Basic Log Home Questions: 6-10

Here are a series of thought-provoking questions to help prepare you for the task of building a new log home.

5 More Questions to Begin the Log Home Building Process
Thought-provoking questions to help prepare you for the task of building a new log home.
by: Log Home Living editorial staff

6. What profile will your logs have?
To appeal to a variety of customers, most log home producers offer quite an array of log profiles. It's obviously a big decision affecting the final appearance of your log home. Structural differences between the different types of log profiles are relatively insignificant. What you do want to know before deciding on a log profile is exactly how the logs will look once they are stacked, the height and width of the logs, how butt joints (vertical joints formed where the ends of the logs meet) will look and how the horizontal joints formed where the top and bottom of logs meet will look. Again the main consideration is that log profile can also dictate the appearance of the home's corner intersections. Trust your own preferences when making this decision, or use the log profile recommended by your producer.

7. Will the logs be precut?
Log packages that are entirely precut can be put together without using a saw or drill. Logs that are not precut will have to be cut to the correct length and notched onsite before they can be placed into the wall. The matter isn't a question of which system is best; it's truly a question of time and cost. Log packages generally are sold as totally precut, partially precut or random-length packages. You should know which cuts will be made and which holes will be drilled on the job site. Will your logs be cut to length and completely notched? Can the corners be assembled without further cutting or notching? Are the logs used at gable ends completely precut, or will they need to be cut to the proper angle? Will holes for fasteners or electrical wiring be predrilled? Again, if you have not already chosen a log home producer, the level of pre-cutting may be very important, especially if you plan to complete some of the construction work yourself.
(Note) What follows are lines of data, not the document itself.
//! Best-first shortest-path search over the tile world.

use std::collections::BinaryHeap;

use armada_core::{GridSize, Point};

use crate::chart::Chart;
use crate::distance::euclidean;
use crate::node::{OpenEntry, SearchNode, UNVISITED_PARENT};

/// Result of a single [`Navigator::plan`] call.
#[derive(Debug, Clone, PartialEq, Eq)]
#[cfg_attr(feature = "serde", derive(serde::Serialize, serde::Deserialize))]
pub enum PathOutcome {
    /// Ordered waypoints from the tile after start through the goal.
    Found(Vec<Point>),
    /// Start equals the goal; there is nothing to traverse.
    AlreadyAtGoal,
    /// The goal is outside the grid or blocked.
    InvalidGoal,
    /// The search space was exhausted without reaching the goal.
    Unreachable,
}

impl PathOutcome {
    /// Whether a route was found.
    #[inline]
    pub const fn is_found(&self) -> bool {
        matches!(self, Self::Found(_))
    }

    /// The waypoints, or an empty vector for every other outcome.
    pub fn into_path(self) -> Vec<Point> {
        match self {
            Self::Found(path) => path,
            _ => Vec::new(),
        }
    }
}

/// Shortest-path search engine for a fixed-size tile world.
///
/// A `Navigator` is, conceptually, a pure function of
/// `(start, end, chart)`: every search allocates its own node and closed
/// tables, runs to completion, and drops them on return. Nothing is shared
/// across calls, so one value can serve concurrent searches.
///
/// Movement is 8-directional with a uniform step cost of 1 (a diagonal
/// step costs the same as an orthogonal one), and the heuristic is
/// straight-line distance, which keeps the search optimal in step count.
///
/// Every call re-initializes one node per tile of the grid, regardless of
/// how close the endpoints are, and the worst case is effectively quadratic
/// in grid size. That is acceptable for worlds in the low hundreds of tiles
/// per side; larger grids would want a sparse visited map instead.
#[derive(Debug, Clone, Copy)]
pub struct Navigator {
    size: GridSize,
}

impl Navigator {
    /// Create an engine for a grid of the given dimensions.
    #[inline]
    pub const fn new(size: GridSize) -> Self {
        Self { size }
    }

    /// Engine for the canonical world dimensions.
    #[inline]
    pub const fn world() -> Self {
        Self::new(GridSize::world())
    }

    /// The grid this engine searches.
    #[inline]
    pub const fn size(&self) -> GridSize {
        self.size
    }

    /// Find the shortest route from `start` to `end`.
    ///
    /// Returns the waypoints in order, excluding `start` and including
    /// `end`; empty when there is no route, the goal is invalid, or the
    /// ship is already there. Use [`Navigator::plan`] to distinguish those
    /// cases.
    pub fn find_path(&self, start: Point, end: Point, chart: &impl Chart) -> Vec<Point> {
        self.plan(start, end, chart).into_path()
    }

    /// Find the shortest route from `start` to `end`, reporting why no
    /// waypoints were produced when none are.
    pub fn plan(&self, start: Point, end: Point, chart: &impl Chart) -> PathOutcome {
        let size = self.size;

        if !size.contains(end) || !chart.is_passable(end) {
            log::debug!("rejecting goal {end}: out of bounds or blocked");
            return PathOutcome::InvalidGoal;
        }
        if start == end {
            return PathOutcome::AlreadyAtGoal;
        }
        // The seeded start is the one entry queued without a validity
        // check; popping it from the open set discards it when it is
        // outside the grid or blocked, which empties the set and ends the
        // search before any expansion.
        if !size.contains(start) || !chart.is_passable(start) {
            log::debug!("no route from {start}: start tile is not sailable");
            return PathOutcome::Unreachable;
        }

        let total = size.len();
        let mut nodes: Vec<SearchNode> = (0..total)
            .map(|idx| SearchNode::unvisited(size.point_at(idx)))
            .collect();
        let mut closed = vec![false; total];
        let mut open: BinaryHeap<OpenEntry> = BinaryHeap::new();
        let mut seq: u32 = 0;

        let start_idx = size.flat_index(start);
        nodes[start_idx] = SearchNode::seed(start);
        open.push(OpenEntry {
            f: 0.0,
            seq,
            idx: start_idx,
        });
        seq += 1;

        loop {
            // Safety bound: one useful entry per tile. An open set that has
            // grown past the whole grid is going nowhere.
            if open.len() >= total {
                break;
            }
            let Some(entry) = open.pop() else {
                break;
            };
            let ci = entry.idx;
            if closed[ci] {
                // Stale duplicate from an earlier improvement.
                continue;
            }
            closed[ci] = true;
            let current = nodes[ci];

            for dy in -1..=1 {
                for dx in -1..=1 {
                    if dx == 0 && dy == 0 {
                        continue;
                    }
                    let np = current.pos.shift(dx, dy);
                    if !size.contains(np) || !chart.is_passable(np) {
                        continue;
                    }
                    let ni = size.flat_index(np);
                    if np == end {
                        // Short-circuit: link the goal and reconstruct
                        // without waiting for it to be popped.
                        nodes[ni].parent = current.pos;
                        return PathOutcome::Found(self.reconstruct(&nodes, end));
                    }
                    if closed[ni] {
                        continue;
                    }
                    let new_g = current.g + 1.0;
                    let new_h = euclidean(np, end);
                    let new_f = new_g + new_h;
                    if new_f < nodes[ni].f {
                        nodes[ni] = SearchNode {
                            pos: np,
                            parent: current.pos,
                            g: new_g,
                            h: new_h,
                            f: new_f,
                        };
                        open.push(OpenEntry {
                            f: new_f,
                            seq,
                            idx: ni,
                        });
                        seq += 1;
                    }
                }
            }
        }

        log::debug!("no route from {start} to {end}: search space exhausted");
        PathOutcome::Unreachable
    }

    /// Walk parent links backward from `end`, then reverse into a forward
    /// path. The start tile is its own parent and is not collected.
    fn reconstruct(&self, nodes: &[SearchNode], end: Point) -> Vec<Point> {
        let mut path = Vec::new();
        let mut cur = &nodes[self.size.flat_index(end)];
        loop {
            if cur.pos == cur.parent {
                break;
            }
            path.push(cur.pos);
            if cur.parent == UNVISITED_PARENT {
                // Broken link chain; keep what was collected.
                break;
            }
            cur = &nodes[self.size.flat_index(cur.parent)];
        }
        path.reverse();
        path
    }
}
8. What level of moisture content will the logs have?
The benefits of building with green logs (those with a high moisture content) or logs dried naturally (such as standing- dead logs) or mechanically (kiln-dried logs) are often debated. The fact is that thousands of log homes have been successfully built using either green logs or dried logs. There really is no industry consensus on which is better. Regardless, to ease any confusion you may have on this issue, consider these questions: Do you understand the effects of a log's moisture content on the method used to construct a log home? Do you believe the producer you have chosen understands the issue and has compensated for the moisture content of the logs in the construction system or materials that will be used?

9. Will your logs be treated?
Many logs are treated with a preservative at the producers' plants. This preservative helps protect logs from discoloration during shipping and erection, and is generally only necessary in warm weather months and in regions that have high humidity. Other log home producers may apply a long-term, even permanent, preservative treatment. It's important for you to know what preservatives have already been used on your logs, because it will affect both your selection of stains and caulks and your required maintenance tasks in the future. Ask your producer if your logs will be treated with a preservative treatment intended to prevent deterioration by insects, molds, mildew and fungus attacks, and, if so, how long you can expect this protection to last.
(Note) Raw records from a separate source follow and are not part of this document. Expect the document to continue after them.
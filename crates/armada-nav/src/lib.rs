//! Grid navigation for the armada tile world.
//!
//! This crate moves ships across the fixed-size tile world: the caller
//! supplies an up-to-date obstacle snapshot (a [`Chart`]) together with the
//! current and target tile, and [`Navigator`] answers with an ordered list
//! of waypoints.
//!
//! - [`Navigator::find_path`] is the plain contract: waypoints from the
//!   tile after start through the goal, or empty when there is no route.
//! - [`Navigator::plan`] is the same search with a tagged [`PathOutcome`],
//!   for callers that need to tell "goal blocked" from "already there"
//!   from "unreachable".
//!
//! Every search allocates its own working state and drops it on return, so
//! one `Navigator` can serve concurrent callers.

mod chart;
mod distance;
mod node;
mod search;

pub use chart::{CLASS_OPEN_WATER, Chart, ChartError, SeaChart};
pub use distance::{chebyshev, euclidean, octile};
pub use node::{SearchNode, UNVISITED_PARENT};
pub use search::{Navigator, PathOutcome};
10. What building system will be used on your home?
Much of this buyer's guide and many company brochures and catalogs focus on the technical aspects of log building. Though you may feel that you have to master these topics in order to find the perfect log home, remember that while none of these issues is trivial, they should not overwhelm you to the point of indecision or intimidation. No one building system, wood species or sealing system is so far superior to any other as to make the others unacceptable.

Hundreds of companies produce new log homes every year, and few if any use the same combination of methods and materials. Most producers have used their building systems to build hundreds, even thousands, of homes successfully. In order to more fully understand a producer's building system, you may want to review these points: how the system complies with building codes; what fasteners and sealants are used; how the system accommodates settling; and whether the logs are graded. Producers' sales representatives may focus their pitches on other technical issues as well. While you should carefully consider these issues, try to balance the technical aspects with other equally important issues that affect home buying decisions.